The Abrams are a family of 3: Nick, Dar, and Owen (who is the main CEO of StomaStoma). Owen was born at 24 weeks and spent 5 months in the NICU before coming home for the first time. He was only home a short 2 weeks before going back to the hospital.
He then spent the next 784 days in the PICU.
He received a gtube and trach to help get him home, and Owen is still gtube fed, and vent and trach dependent. StomaStoma was birthed in his hospital room during that long stay.
Nick, Dar, and the StomaStoma team want to bring awareness and education about trach and gtube life, but in an encouraging and lighthearted way. The shirts that come from StomaStoma are just that, some encouraging and some cheeky, all with the hopes to open conversations to share about this abnormal life we hope can be viewed as normal one day.
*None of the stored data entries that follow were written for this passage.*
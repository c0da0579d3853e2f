//! Shared response envelope types for API handlers.

use serde::Serialize;

/// Standard `{ "data": T }` response envelope.
///
/// ```ignore
/// Ok(Json(DataResponse { data: hosts }))
/// ```
#[derive(Debug, Serialize)]
pub struct DataResponse<T: Serialize> {
    pub data: T,
}
//! Route definitions for the `/import` resource.

use axum::routing::{delete, get, post};
use axum::Router;

use crate::handlers::import;
use crate::state::AppState;

/// Routes mounted at `/import`.
///
/// ```text
/// GET    /status          -> status
/// GET    /preview         -> preview (?session_uuid=)
/// POST   /upload          -> upload
/// POST   /upload-multi    -> upload_multi
/// POST   /detect-imports  -> detect_imports
/// POST   /commit          -> commit
/// DELETE /cancel          -> cancel (?session_uuid=)
/// ```
pub fn router() -> Router<AppState> {
    Router::new()
        .route("/status", get(import::status))
        .route("/preview", get(import::preview))
        .route("/upload", post(import::upload))
        .route("/upload-multi", post(import::upload_multi))
        .route("/detect-imports", post(import::detect_imports))
        .route("/commit", post(import::commit))
        .route("/cancel", delete(import::cancel))
}
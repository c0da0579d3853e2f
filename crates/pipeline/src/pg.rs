//! PostgreSQL-backed stores.

use async_trait::async_trait;
use gatehouse_core::import_session::SessionStatus;
use gatehouse_core::types::{DbId, Timestamp};
use gatehouse_db::models::import_session::{CommitRecord, CreateImportSession, ImportSession};
use gatehouse_db::models::proxy_host::{CreateProxyHost, ProxyHost};
use gatehouse_db::repositories::{ImportSessionRepo, ProxyHostRepo};
use gatehouse_db::DbPool;
use uuid::Uuid;

use crate::error::StoreError;
use crate::store::{ImportSessionStore, ProxyHostStore};

#[derive(Clone)]
pub struct PgProxyHostStore {
    pool: DbPool,
}

impl PgProxyHostStore {
    pub fn new(pool: DbPool) -> Self {
        Self { pool }
    }
}

#[async_trait]
impl ProxyHostStore for PgProxyHostStore {
    async fn list(&self) -> Result<Vec<ProxyHost>, StoreError> {
        Ok(ProxyHostRepo::list(&self.pool).await?)
    }

    async fn find_by_uuid(&self, uuid: Uuid) -> Result<Option<ProxyHost>, StoreError> {
        Ok(ProxyHostRepo::find_by_uuid(&self.pool, uuid).await?)
    }

    async fn create(&self, input: &CreateProxyHost) -> Result<ProxyHost, StoreError> {
        Ok(ProxyHostRepo::create(&self.pool, input).await?)
    }

    async fn update(&self, host: &ProxyHost) -> Result<Option<ProxyHost>, StoreError> {
        Ok(ProxyHostRepo::update(&self.pool, host).await?)
    }

    async fn set_access_list(
        &self,
        id: DbId,
        access_list_id: Option<DbId>,
    ) -> Result<Option<ProxyHost>, StoreError> {
        Ok(ProxyHostRepo::set_access_list(&self.pool, id, access_list_id).await?)
    }

    async fn delete(&self, id: DbId) -> Result<bool, StoreError> {
        Ok(ProxyHostRepo::delete(&self.pool, id).await?)
    }
}

#[derive(Clone)]
pub struct PgImportSessionStore {
    pool: DbPool,
}

impl PgImportSessionStore {
    pub fn new(pool: DbPool) -> Self {
        Self { pool }
    }
}

#[async_trait]
impl ImportSessionStore for PgImportSessionStore {
    async fn create(&self, input: &CreateImportSession) -> Result<ImportSession, StoreError> {
        Ok(ImportSessionRepo::create(&self.pool, input).await?)
    }

    async fn find_by_uuid(&self, uuid: Uuid) -> Result<Option<ImportSession>, StoreError> {
        Ok(ImportSessionRepo::find_by_uuid(&self.pool, uuid).await?)
    }

    async fn find_open(&self) -> Result<Option<ImportSession>, StoreError> {
        Ok(ImportSessionRepo::find_open(&self.pool).await?)
    }

    async fn latest_committed_at(
        &self,
        source_file: &str,
    ) -> Result<Option<Timestamp>, StoreError> {
        Ok(ImportSessionRepo::latest_committed_at(&self.pool, source_file).await?)
    }

    async fn transition_status(
        &self,
        uuid: Uuid,
        from: &[SessionStatus],
        to: SessionStatus,
    ) -> Result<Option<ImportSession>, StoreError> {
        Ok(ImportSessionRepo::transition_status(&self.pool, uuid, from, to).await?)
    }

    async fn record_commit(
        &self,
        uuid: Uuid,
        record: &CommitRecord,
    ) -> Result<Option<ImportSession>, StoreError> {
        Ok(ImportSessionRepo::record_commit(&self.pool, uuid, record).await?)
    }

    async fn abandon_open_for_source(&self, source_file: &str) -> Result<u64, StoreError> {
        Ok(ImportSessionRepo::abandon_open_for_source(&self.pool, source_file).await?)
    }
}
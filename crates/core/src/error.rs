/// Domain-level error shared by every crate in the workspace.
///
/// HTTP mapping lives in the API crate; this type carries no transport
/// details.
#[derive(Debug, thiserror::Error)]
pub enum CoreError {
    #[error("Entity not found: {entity} with id {id}")]
    NotFound { entity: &'static str, id: String },

    #[error("Validation failed: {0}")]
    Validation(String),

    #[error("Conflict: {0}")]
    Conflict(String),

    #[error("Internal error: {0}")]
    Internal(String),
}

impl CoreError {
    /// Shorthand for a [`CoreError::NotFound`] keyed by any displayable id.
    pub fn not_found(entity: &'static str, id: impl std::fmt::Display) -> Self {
        Self::NotFound {
            entity,
            id: id.to_string(),
        }
    }
}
In this episode, we cover:
- How Nick and Dar got the idea for StomaStoma in their son’s hospital room
- What they did to validate their business idea for such a niche topic
- How they manage and maintain the business through the tough times that come along with raising a medically fragile child
- Finding gratitude in the darkest times and choosing to seek grace
When asked for one piece of advice they’d give a special needs moms who are going through a tough medical situation with their children or who are looking to start a business, Dar says:
“Be real with yourself. If you’re having a hard day, let yourself have a hard day. And find your support. When we spent that long stint in the hospital, it was really intense. And there were times when we didn’t know if he’d make it. But one of the biggest things that’s helped us get through has been our community, our support.”